Web Typography

FOUT (Flash of Unstyled Text)

웹 폰트가 로드되기 전에 대체 폰트가 잠시 표시되는 현상으로, font-display: swap으로 완화할 수 있다.

FOUT, or Flash of Unstyled Text, is a font loading behavior where the browser renders text immediately using a fallback system font, then swaps to the web font once it finishes downloading. The result is a brief but visible flash where text appears in one typeface before switching to another — sometimes causing noticeable layout shifts if the two fonts differ significantly in metrics.

FOUT was the default behavior in Firefox and Internet Explorer for years, and many performance advocates now consider it the preferred behavior compared to its alternative, FOIT. The reasoning: users see content immediately, even if it's temporarily unstyled. Text is readable the moment the page renders, which matters enormously for perceived performance.

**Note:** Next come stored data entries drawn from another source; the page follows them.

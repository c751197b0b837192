//! Forced-offline flag persistence.
//!
//! The flag lives in session-scoped key-value storage so a reload keeps the
//! application offline. Presence of the key means "forced"; the stored value
//! is irrelevant.

use crux_kv::error::KeyValueError;
use serde::{Deserialize, Serialize};
use std::fmt;
use thiserror::Error;
use tracing::{debug, warn};

use crate::capabilities::Capabilities;
use crate::event::Event;

pub const MAX_KEY_LENGTH: usize = 512;
pub const FORCED_OFFLINE_KEY: &str = "offline_forced";
const FORCED_VALUE: &[u8] = b"1";

#[derive(Debug, Clone, Error, PartialEq, Eq, Serialize, Deserialize)]
pub enum PersistenceError {
    #[error("invalid key '{key}': {reason}")]
    InvalidKey { key: String, reason: String },

    #[error("storage error: {0}")]
    Storage(String),
}

impl From<KeyValueError> for PersistenceError {
    fn from(e: KeyValueError) -> Self {
        PersistenceError::Storage(e.to_string())
    }
}

#[derive(Debug, Clone, Copy, PartialEq, Eq, Hash, Serialize, Deserialize)]
pub enum KeyNamespace {
    /// Cleared when the browsing session ends.
    Session,
}

impl KeyNamespace {
    pub fn prefix(&self) -> &'static str {
        match self {
            KeyNamespace::Session => "session",
        }
    }
}

#[derive(Debug, Clone, PartialEq, Eq, Hash, Serialize, Deserialize)]
pub struct StorageKey {
    namespace: KeyNamespace,
    key: String,
}

impl StorageKey {
    pub fn new(namespace: KeyNamespace, key: impl Into<String>) -> Result<Self, PersistenceError> {
        let key = key.into();
        Self::validate_key(&key)?;
        Ok(Self { namespace, key })
    }

    pub fn forced_offline() -> Result<Self, PersistenceError> {
        Self::new(KeyNamespace::Session, FORCED_OFFLINE_KEY)
    }

    pub fn raw(&self) -> String {
        format!("{}:{}", self.namespace.prefix(), self.key)
    }

    fn validate_key(key: &str) -> Result<(), PersistenceError> {
        let invalid = |reason: &str| PersistenceError::InvalidKey {
            key: key.chars().take(50).collect(),
            reason: reason.to_string(),
        };

        if key.trim().is_empty() {
            return Err(invalid("key cannot be empty"));
        }
        if key.len() > MAX_KEY_LENGTH {
            return Err(invalid("key is too long"));
        }
        if key.contains(':') {
            return Err(invalid("key cannot contain the namespace separator"));
        }
        if key.chars().any(char::is_control) {
            return Err(invalid("key contains control characters"));
        }
        Ok(())
    }
}

impl fmt::Display for StorageKey {
    fn fmt(&self, f: &mut fmt::Formatter<'_>) -> fmt::Result {
        write!(f, "{}:{}", self.namespace.prefix(), self.key)
    }
}

/// Interpret a read of the flag key.
pub fn decode(result: Result<Option<Vec<u8>>, KeyValueError>) -> Result<bool, PersistenceError> {
    Ok(result?.is_some())
}

/// Read the flag; answers with [`Event::ForcedFlagRestored`]. When no read
/// could be issued the caller must settle startup itself.
pub(crate) fn restore(caps: &Capabilities) -> Result<(), PersistenceError> {
    let key = StorageKey::forced_offline()?;
    debug!(%key, "restoring forced-offline flag");
    caps.key_value
        .get(key.raw(), |result| Event::ForcedFlagRestored(decode(result)));
    Ok(())
}

/// Write (`true`) or remove (`false`) the flag; answers with
/// [`Event::ForcedFlagStored`].
pub(crate) fn store(caps: &Capabilities, forced: bool) {
    let key = match StorageKey::forced_offline() {
        Ok(key) => key,
        Err(e) => {
            warn!(error = %e, forced, "cannot persist forced-offline flag");
            return;
        }
    };

    debug!(%key, forced, "persisting forced-offline flag");
    if forced {
        caps.key_value.set(key.raw(), FORCED_VALUE.to_vec(), |result| {
            Event::ForcedFlagStored(result.map(|_| ()).map_err(PersistenceError::from))
        });
    } else {
        caps.key_value.delete(key.raw(), |result| {
            Event::ForcedFlagStored(result.map(|_| ()).map_err(PersistenceError::from))
        });
    }
}
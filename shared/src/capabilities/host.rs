//! Commands to the host application's connection (its request pipeline and
//! heartbeat). The host reports back through `Event::Host*` events.

use crux_core::capability::{Capability, CapabilityContext, Operation};
use serde::{Deserialize, Serialize};

use crate::activation::ActivationEvent;
use crate::config::HeartbeatInterval;

/// Broadcast to listeners interested in connectivity changes.
#[derive(Debug, Clone, PartialEq, Eq, Serialize, Deserialize)]
#[serde(tag = "kind", rename_all = "snake_case")]
pub enum ConnectivityNotice {
    Offline { event: ActivationEvent },
    Online,
}

#[derive(Debug, Clone, PartialEq, Eq, Serialize, Deserialize)]
pub enum HostOperation {
    /// Suspends (`false`) or resumes (`true`) the host's own request traffic.
    SetApplicationRunning { running: bool },
    SetHeartbeatInterval { interval: HeartbeatInterval },
    Broadcast { notice: ConnectivityNotice },
}

impl Operation for HostOperation {
    type Output = ();
}

pub struct Host<E> {
    context: CapabilityContext<HostOperation, E>,
}

impl<Ev> Capability<Ev> for Host<Ev> {
    type Operation = HostOperation;
    type MappedSelf<MappedEv> = Host<MappedEv>;

    fn map_event<F, NewEv>(&self, f: F) -> Self::MappedSelf<NewEv>
    where
        F: Fn(NewEv) -> Ev + Send + Sync + 'static,
        Ev: 'static,
        NewEv: 'static + Send,
    {
        Host::new(self.context.map_event(f))
    }
}

impl<E> Host<E>
where
    E: 'static,
{
    pub fn new(context: CapabilityContext<HostOperation, E>) -> Self {
        Self { context }
    }

    pub fn set_application_running(&self, running: bool) {
        self.notify(HostOperation::SetApplicationRunning { running });
    }

    pub fn set_heartbeat_interval(&self, interval: HeartbeatInterval) {
        self.notify(HostOperation::SetHeartbeatInterval { interval });
    }

    pub fn broadcast(&self, notice: ConnectivityNotice) {
        self.notify(HostOperation::Broadcast { notice });
    }

    fn notify(&self, operation: HostOperation) {
        let context = self.context.clone();
        self.context.spawn(async move {
            context.notify_shell(operation).await;
        });
    }
}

The font-display CSS descriptor gives you direct control over this behavior:

@font-face {
  font-family: 'Inter';
  src: url('/fonts/inter.woff2') format('woff2');
  font-display: swap; /* Triggers FOUT intentionally */
}

With font-display: swap, the browser shows the fallback font immediately, then swaps to the web font when available. This is the approach Google Fonts uses by default when you append &display=swap to the URL parameter.

The severity of FOUT depends heavily on how closely your fallback font matches your web font. If you're loading Inter and your fallback is Arial, the swap will be jarring. Modern CSS gives you tools to minimize this with size-adjust, ascent-override, descent-override, and line-gap-override — properties that let you adjust fallback font metrics to match the incoming web font:

@font-face {
  font-family: 'InterFallback';
  src: local('Arial');
  size-adjust: 107%;
  ascent-override: 90%;
  descent-override: 22%;
}

Tools like the Fallback Font Generator automate this metric matching, dramatically reducing layout shift during the swap. This technique, sometimes called "font metric override," is one of the most effective ways to eliminate Cumulative Layout Shift (CLS) caused by font loading without sacrificing visibility of content.

For most content-heavy sites — blogs, news, documentation — FOUT via font-display: swap is the right default. The brief style change is far less damaging to user experience than invisible text. Reserve other font-display values for cases where visual consistency during load matters more than immediate content access, such as logotype text or branded headlines.